Background information
- Born: Kim Hye-ja February 28, 1938 (age 88) Seoul, Korea
- Genres: Pop
- Occupation: Singer
- Years active: 1959–2013

Korean name
- Hangul: 김혜자
- Hanja: 金惠子
- RR: Gim Hyeja
- MR: Kim Hyeja

= Patti Kim (singer) =

South Korean singer

Kim Hye-ja (born February 28, 1938), better known by her stage name Patti Kim (패티 김), is a South Korean singer. She debuted in 1959 and "ruled the country's entertainment scene" in 1960s and 1970s. She was the first South Korean singer to perform in Japan (following the end of the Japanese occupation of Korea). She also performed in Las Vegas on The Johnny Carson Show. Kim retired in 2013.

== Career ==
In 1959, one year after Kim graduated from Seoul Jungang Girls' High School, she debuted as a singer at a stage of the Eighth United States Army.

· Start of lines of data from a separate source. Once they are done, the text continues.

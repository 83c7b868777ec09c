pub mod config;
pub mod extractors;
pub mod idiom;
pub mod logging;
pub mod middleware;
pub mod response;
pub mod routes;
pub mod state;
use thiserror::Error;
use tracing_appender::rolling::{InitError, RollingFileAppender, Rotation};
use tracing_subscriber::util::TryInitError;
use tracing_subscriber::{fmt, layer::SubscriberExt, util::SubscriberInitExt, EnvFilter, Registry};

use crate::config::Config;

const LOG_FILE_PREFIX: &str = "idiom-service";

#[derive(Debug, Clone)]
pub struct LogConfig {
    pub log_level: String,
    pub enable_file_logs: bool,
    pub log_dir: String,
}

#[derive(Debug, Error)]
pub enum LogInitError {
    #[error("failed to create log file appender in {dir}: {source}")]
    Appender { dir: String, source: InitError },
    #[error("failed to install tracing subscriber: {0}")]
    Subscriber(#[source] TryInitError),
}

impl Default for LogConfig {
    fn default() -> Self {
        Self {
            log_level: "info".to_string(),
            enable_file_logs: false,
            log_dir: "./logs".to_string(),
        }
    }
}

impl From<&Config> for LogConfig {
    fn from(config: &Config) -> Self {
        Self {
            log_level: config.log_level.clone(),
            enable_file_logs: config.enable_file_logs,
            log_dir: config.log_dir.clone(),
        }
    }
}

/// 安装全局 subscriber。已有 subscriber（测试中重复初始化）时视为成功。
pub fn init_tracing(config: &LogConfig) -> Result<(), LogInitError> {
    let env_filter =
        EnvFilter::try_from_default_env().unwrap_or_else(|_| EnvFilter::new(&config.log_level));
    let stdout_layer = fmt::layer().with_target(true).with_thread_ids(false);
    let registry = Registry::default().with(env_filter).with(stdout_layer);

    let installed = if config.enable_file_logs {
        let file_appender = RollingFileAppender::builder()
            .rotation(Rotation::DAILY)
            .filename_prefix(LOG_FILE_PREFIX)
            .filename_suffix("log")
            .max_log_files(14)
            .build(&config.log_dir)
            .map_err(|source| LogInitError::Appender {
                dir: config.log_dir.clone(),
                source,
            })?;
        // 文件日志只保留结构化 JSON，便于按 request_id 检索
        let file_layer = fmt::layer()
            .with_writer(file_appender)
            .with_ansi(false)
            .json();
        registry.with(file_layer).try_init()
    } else {
        registry.try_init()
    };

    match installed {
        Ok(()) => Ok(()),
        Err(e) if e.to_string().contains("already been set") => Ok(()),
        Err(e) => Err(LogInitError::Subscriber(e)),
    }
}
use std::any::Any;

use axum::http::StatusCode;
use axum::response::{IntoResponse, Response};
use axum::Json;
use serde::Serialize;

#[derive(Debug, Serialize)]
#[serde(rename_all = "camelCase")]
pub struct ErrorBody {
    pub success: bool,
    pub code: String,
    pub message: String,
    pub trace_id: Option<String>,
}

#[derive(Debug, Clone)]
pub struct AppError {
    pub status: StatusCode,
    pub code: String,
    pub message: String,
    pub is_operational: bool,
}

impl AppError {
    pub fn bad_request(code: &str, message: &str) -> Self {
        Self {
            status: StatusCode::BAD_REQUEST,
            code: code.to_string(),
            message: message.to_string(),
            is_operational: true,
        }
    }

    pub fn not_found(message: &str) -> Self {
        Self {
            status: StatusCode::NOT_FOUND,
            code: "NOT_FOUND".to_string(),
            message: message.to_string(),
            is_operational: true,
        }
    }

    pub fn payload_too_large(message: &str) -> Self {
        Self {
            status: StatusCode::PAYLOAD_TOO_LARGE,
            code: "PAYLOAD_TOO_LARGE".to_string(),
            message: message.to_string(),
            is_operational: true,
        }
    }

    pub fn service_unavailable(message: &str) -> Self {
        Self {
            status: StatusCode::SERVICE_UNAVAILABLE,
            code: "SERVICE_UNAVAILABLE".to_string(),
            message: message.to_string(),
            is_operational: true,
        }
    }

    pub fn internal(message: &str) -> Self {
        Self {
            status: StatusCode::INTERNAL_SERVER_ERROR,
            code: "INTERNAL_ERROR".to_string(),
            message: message.to_string(),
            is_operational: false,
        }
    }
}

impl IntoResponse for AppError {
    fn into_response(self) -> Response {
        let exposed_message = if self.is_operational {
            self.message.clone()
        } else {
            "服务器内部错误".to_string()
        };

        if self.is_operational {
            tracing::warn!(status = %self.status, code = %self.code, error = %self.message, "API error");
        } else {
            tracing::error!(status = %self.status, code = %self.code, error = %self.message, "Internal API error");
        }

        (
            self.status,
            Json(ErrorBody {
                success: false,
                code: self.code,
                message: exposed_message,
                trace_id: None,
            }),
        )
            .into_response()
    }
}

/// `CatchPanicLayer` 的响应：按内部错误处理，panic 信息只进日志
pub fn panic_response(panic: Box<dyn Any + Send + 'static>) -> Response {
    let detail = if let Some(s) = panic.downcast_ref::<String>() {
        s.clone()
    } else if let Some(s) = panic.downcast_ref::<&str>() {
        s.to_string()
    } else {
        "unknown panic".to_string()
    };
    AppError::internal(&format!("handler panicked: {detail}")).into_response()
}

In 1963, as a recommendation by composer, Park Chun-seok, Kim sang Pledge of Love (Sarangui maengse), an adapted song of Till and gained a popularity. In the same year, she got a chance to sing at a stage in Las Vegas, United States. With the collaboration with Gil Ok-yun, a renowned composer and her first husband, Kim announced a lot of hit songs, and albums including "Sawori gamyeon" (literally, Once the April is gone), "Sarangui changa" (Song in praise of Love), "Saranghaneun Maria" (Dear Maria), "Motiteo" (Don't forget you). During the marriage until 1972, they produced about 70 albums, and 500 to 600 songs.

In 1978 Patti Kim became the first Korean pop singer to perform on the Sejong Center stage, which only allowed for classical musicians at that time. In 1989, she had a performance in Carnegie Hall, New York City. In 1996, she was honored the prestigious Hwagwan Cultural Merit by the South Korean government as the third singer after Kim Jeong-gu, and Lee Mi-ja.